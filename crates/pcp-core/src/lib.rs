//! pcp-core - Core types for the PCP desk-phone forwarder
//!
//! This crate holds the wire model shared by the forwarding engine and the
//! message bridge: correlation-tagged commands and replies, forward
//! requests/results, and the seams (`ResultRecorder`, `Outbound`) through
//! which the engine and bridge publish their side effects.

pub mod error;
pub mod models;
pub mod outbound;
pub mod recorder;

pub use error::CommandError;
pub use models::*;
pub use outbound::Outbound;
pub use recorder::{NoopRecorder, ResultRecorder};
======
◆ **Work to complete**
For this exercise, return every line from the data that holds the string "bridge".

◆ **Written response**
//! message bridge: correlation-tagged commands and replies, forward
//! which the engine and bridge publish their side effects.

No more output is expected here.